If bets were placed on that particular assumption, then money was lost. Estimates had the number as high as 15,000 — beating the students who would gather in the same spot later in the day.
Their anger had not abated nor their determination dwindled. Their placards said it all. 70 And Over — No Pushover; OAP Not RIP; Old And Bold; A Budget To Die For; HSE — Harney Screws Elderly.
Yeats was drawn upon, prompting posters that declared: No Country For Old Men — Or Women and inspiring the poignant plea: “Brian, we be old, have only our dreams, tread softly.”
Neither of the Brians were around to answer the plea and Máire Hoctor, Minister for Older People, came to face the music but this was an orchestra she could not conduct.
Appeals for quiet were made by rally organisers, the Senior Citizens Parliament, but the mood was not receptive. “I am very sorry that you were compelled to come here,” said the minister to a wall of booing and whistling.
“There is not one single colleague of mine who does not acknowledge your sense of anger,” she tried again, but the thousands were unconvinced. She lasted three minutes and left, her words lost in the din.
Ciarán Cuffe of the Green Party didn’t do much better. “I am here to apologise,” he roared but the crowed roared back. He lasted a minute and a half.
Among the crowd, Shay Tarpey, 71, from Finglas, Dublin, was nodding too. He worked for 49 years before retiring and was at risk of losing his medical card before the latest changes to the scheme, but a personal reprieve wasn’t enough,
“I’m here for all the others who’ll be affected in the future. If we accept this, the Government can change the income limits at any time. We have to defend the principle.”

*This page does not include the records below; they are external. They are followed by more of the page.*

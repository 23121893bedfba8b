use async_trait::async_trait;
use serde::{Deserialize, Serialize};
use serde_json::Value;
use std::collections::BTreeMap;
use std::sync::RwLock;

use promptrun_prompt_template::VariableSpecMap;
use promptrun_utils::error::StoreError;
use promptrun_utils::types::{LlmSettings, PromptStatus};

/// Reusable prompt: templates, variable specs, model defaults, and the
/// callables it may offer to the model.
#[derive(Debug, Clone, PartialEq, Serialize, Deserialize)]
pub struct PromptDefinition {
    pub id: String,
    #[serde(default)]
    pub name: String,
    #[serde(default)]
    pub description: String,
    pub system_prompt_template: String,
    #[serde(default, skip_serializing_if = "Option::is_none")]
    pub user_prompt_template: Option<String>,
    #[serde(default)]
    pub system_variables: VariableSpecMap,
    #[serde(default)]
    pub user_variables: VariableSpecMap,
    #[serde(default)]
    pub default_llm_settings: LlmSettings,
    #[serde(default)]
    pub tool_ids: Vec<String>,
    #[serde(default)]
    pub activity_ids: Vec<String>,
    #[serde(default)]
    pub workflow_ids: Vec<String>,
    #[serde(default, skip_serializing_if = "Option::is_none")]
    pub response_schema: Option<Value>,
    #[serde(default)]
    pub validation_required: bool,
    #[serde(default)]
    pub validation_gate: bool,
    #[serde(default)]
    pub status: PromptStatus,
    #[serde(default)]
    pub execution_count: u64,
    #[serde(default)]
    pub avg_response_time_ms: f64,
}

/// Successful-run count and mean response time of one prompt.
#[derive(Debug, Clone, Copy, Default, PartialEq)]
pub struct PromptStats {
    pub execution_count: u64,
    pub avg_response_time_ms: f64,
}

impl PromptStats {
    /// Fold one successful run into the incremental mean.
    pub fn record(&mut self, elapsed_ms: u64) {
        let n = self.execution_count as f64;
        self.avg_response_time_ms = (self.avg_response_time_ms * n + elapsed_ms as f64) / (n + 1.0);
        self.execution_count += 1;
    }

    /// Combine two disjoint sets of runs.
    pub fn merge(&mut self, other: &PromptStats) {
        let total = self.execution_count + other.execution_count;
        if total == 0 {
            return;
        }
        self.avg_response_time_ms = (self.avg_response_time_ms * self.execution_count as f64
            + other.avg_response_time_ms * other.execution_count as f64)
            / total as f64;
        self.execution_count = total;
    }
}

impl PromptDefinition {
    /// Active prompt with only a system template.
    #[must_use]
    pub fn new(id: impl Into<String>, system_prompt_template: impl Into<String>) -> Self {
        let id = id.into();
        Self {
            name: id.clone(),
            id,
            description: String::new(),
            system_prompt_template: system_prompt_template.into(),
            user_prompt_template: None,
            system_variables: VariableSpecMap::new(),
            user_variables: VariableSpecMap::new(),
            default_llm_settings: LlmSettings::default(),
            tool_ids: Vec::new(),
            activity_ids: Vec::new(),
            workflow_ids: Vec::new(),
            response_schema: None,
            validation_required: false,
            validation_gate: false,
            status: PromptStatus::Active,
            execution_count: 0,
            avg_response_time_ms: 0.0,
        }
    }

    #[must_use]
    pub fn stats(&self) -> PromptStats {
        PromptStats {
            execution_count: self.execution_count,
            avg_response_time_ms: self.avg_response_time_ms,
        }
    }

    pub fn set_stats(&mut self, stats: PromptStats) {
        self.execution_count = stats.execution_count;
        self.avg_response_time_ms = stats.avg_response_time_ms;
    }

    #[must_use]
    pub fn is_executable(&self) -> bool {
        self.status == PromptStatus::Active
    }

    /// Whether any tool, activity, or workflow is declared.
    #[must_use]
    pub fn declares_callables(&self) -> bool {
        !(self.tool_ids.is_empty() && self.activity_ids.is_empty() && self.workflow_ids.is_empty())
    }

    /// Whether the validation gate wraps execution.
    #[must_use]
    pub fn gated(&self) -> bool {
        self.validation_gate && self.validation_required
    }
}

/// Read access to prompt definitions plus rolling execution stats.
#[async_trait]
pub trait PromptStore: Send + Sync {
    async fn get(&self, prompt_id: &str) -> Result<Option<PromptDefinition>, StoreError>;

    /// Fold one successful execution's elapsed time into the rolling stats.
    async fn record_stats(&self, prompt_id: &str, elapsed_ms: u64) -> Result<(), StoreError>;

    async fn list(&self) -> Result<Vec<PromptDefinition>, StoreError>;
}

#[derive(Debug, Default)]
pub struct InMemoryPromptStore {
    prompts: RwLock<BTreeMap<String, PromptDefinition>>,
}

impl InMemoryPromptStore {
    #[must_use]
    pub fn new() -> Self {
        Self::default()
    }

    pub fn insert(&self, prompt: PromptDefinition) {
        if let Ok(mut prompts) = self.prompts.write() {
            prompts.insert(prompt.id.clone(), prompt);
        }
    }

    #[must_use]
    pub fn with(self, prompt: PromptDefinition) -> Self {
        self.insert(prompt);
        self
    }
}

fn poisoned() -> StoreError {
    StoreError::Backend("prompt store lock poisoned".to_string())
}

#[async_trait]
impl PromptStore for InMemoryPromptStore {
    async fn get(&self, prompt_id: &str) -> Result<Option<PromptDefinition>, StoreError> {
        let prompts = self.prompts.read().map_err(|_| poisoned())?;
        Ok(prompts.get(prompt_id).cloned())
    }

    async fn record_stats(&self, prompt_id: &str, elapsed_ms: u64) -> Result<(), StoreError> {
        let mut prompts = self.prompts.write().map_err(|_| poisoned())?;
        let Some(prompt) = prompts.get_mut(prompt_id) else {
            return Err(StoreError::Backend(format!(
                "cannot record stats for unknown prompt '{prompt_id}'"
            )));
        };

        let mut stats = prompt.stats();
        stats.record(elapsed_ms);
        prompt.set_stats(stats);
        Ok(())
    }

    async fn list(&self) -> Result<Vec<PromptDefinition>, StoreError> {
        let prompts = self.prompts.read().map_err(|_| poisoned())?;
        Ok(prompts.values().cloned().collect())
    }
}

#[cfg(test)]
mod tests {
    use super::*;

    #[tokio::test]
    async fn test_rolling_mean() {
        let store = InMemoryPromptStore::new().with(PromptDefinition::new("p", "sys"));

        store.record_stats("p", 100).await.unwrap();
        store.record_stats("p", 200).await.unwrap();
        store.record_stats("p", 600).await.unwrap();

        let prompt = store.get("p").await.unwrap().unwrap();
        assert_eq!(prompt.execution_count, 3);
        assert!((prompt.avg_response_time_ms - 300.0).abs() < 1e-9);
    }

    #[test]
    fn test_merge_weights_by_count() {
        let mut baseline = PromptStats {
            execution_count: 1,
            avg_response_time_ms: 100.0,
        };
        baseline.merge(&PromptStats {
            execution_count: 3,
            avg_response_time_ms: 300.0,
        });
        assert_eq!(baseline.execution_count, 4);
        assert!((baseline.avg_response_time_ms - 250.0).abs() < 1e-9);

        let mut empty = PromptStats::default();
        empty.merge(&PromptStats::default());
        assert_eq!(empty, PromptStats::default());
    }

    #[tokio::test]
    async fn test_missing_prompt() {
        let store = InMemoryPromptStore::new();
        assert!(store.get("nope").await.unwrap().is_none());
        assert!(store.record_stats("nope", 1).await.is_err());
    }

    #[test]
    fn test_gate_requires_validation() {
        let mut prompt = PromptDefinition::new("p", "s");
        prompt.validation_gate = true;
        assert!(!prompt.gated());
        prompt.validation_required = true;
        assert!(prompt.gated());
    }

    #[test]
    fn test_deserialize_defaults_to_draft() {
        let prompt: PromptDefinition = serde_json::from_value(serde_json::json!({
            "id": "p",
            "system_prompt_template": "hi"
        }))
        .unwrap();
        assert_eq!(prompt.status, PromptStatus::Draft);
        assert!(!prompt.is_executable());
        assert!(!prompt.declares_callables());
    }
}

Principle got pals Ena Bunyan, Mary Keogh, Beatrice Kelly and Kathleen Blount, up at 5am to make the journey from Kerry. “We got driven to the bus. Then we got the bus to Limerick and the train to Limerick Junction, another train to Heuston and then a taxi to here,” said Mary, who is in her 80s. “And we used our free travel to do it.
“If we let them take the medical card off some people, they’ll try to take other things off us all.”
Ena once shook de Valera’s hand when he visited her school and she agreed with ex-Fianna Fáil TD Joe Behan that the party’s founder would be turning in his grave.
She said it would be hard for people to vote against the party after a lifetime of loyalty and she hoped Fianna Fáil supporters wouldn’t have to face a crisis of conscience at the polling booth. “I would hope the party would see us right instead,” she said. “We’ve shown them how — and I don’t think they can say they didn’t see us.”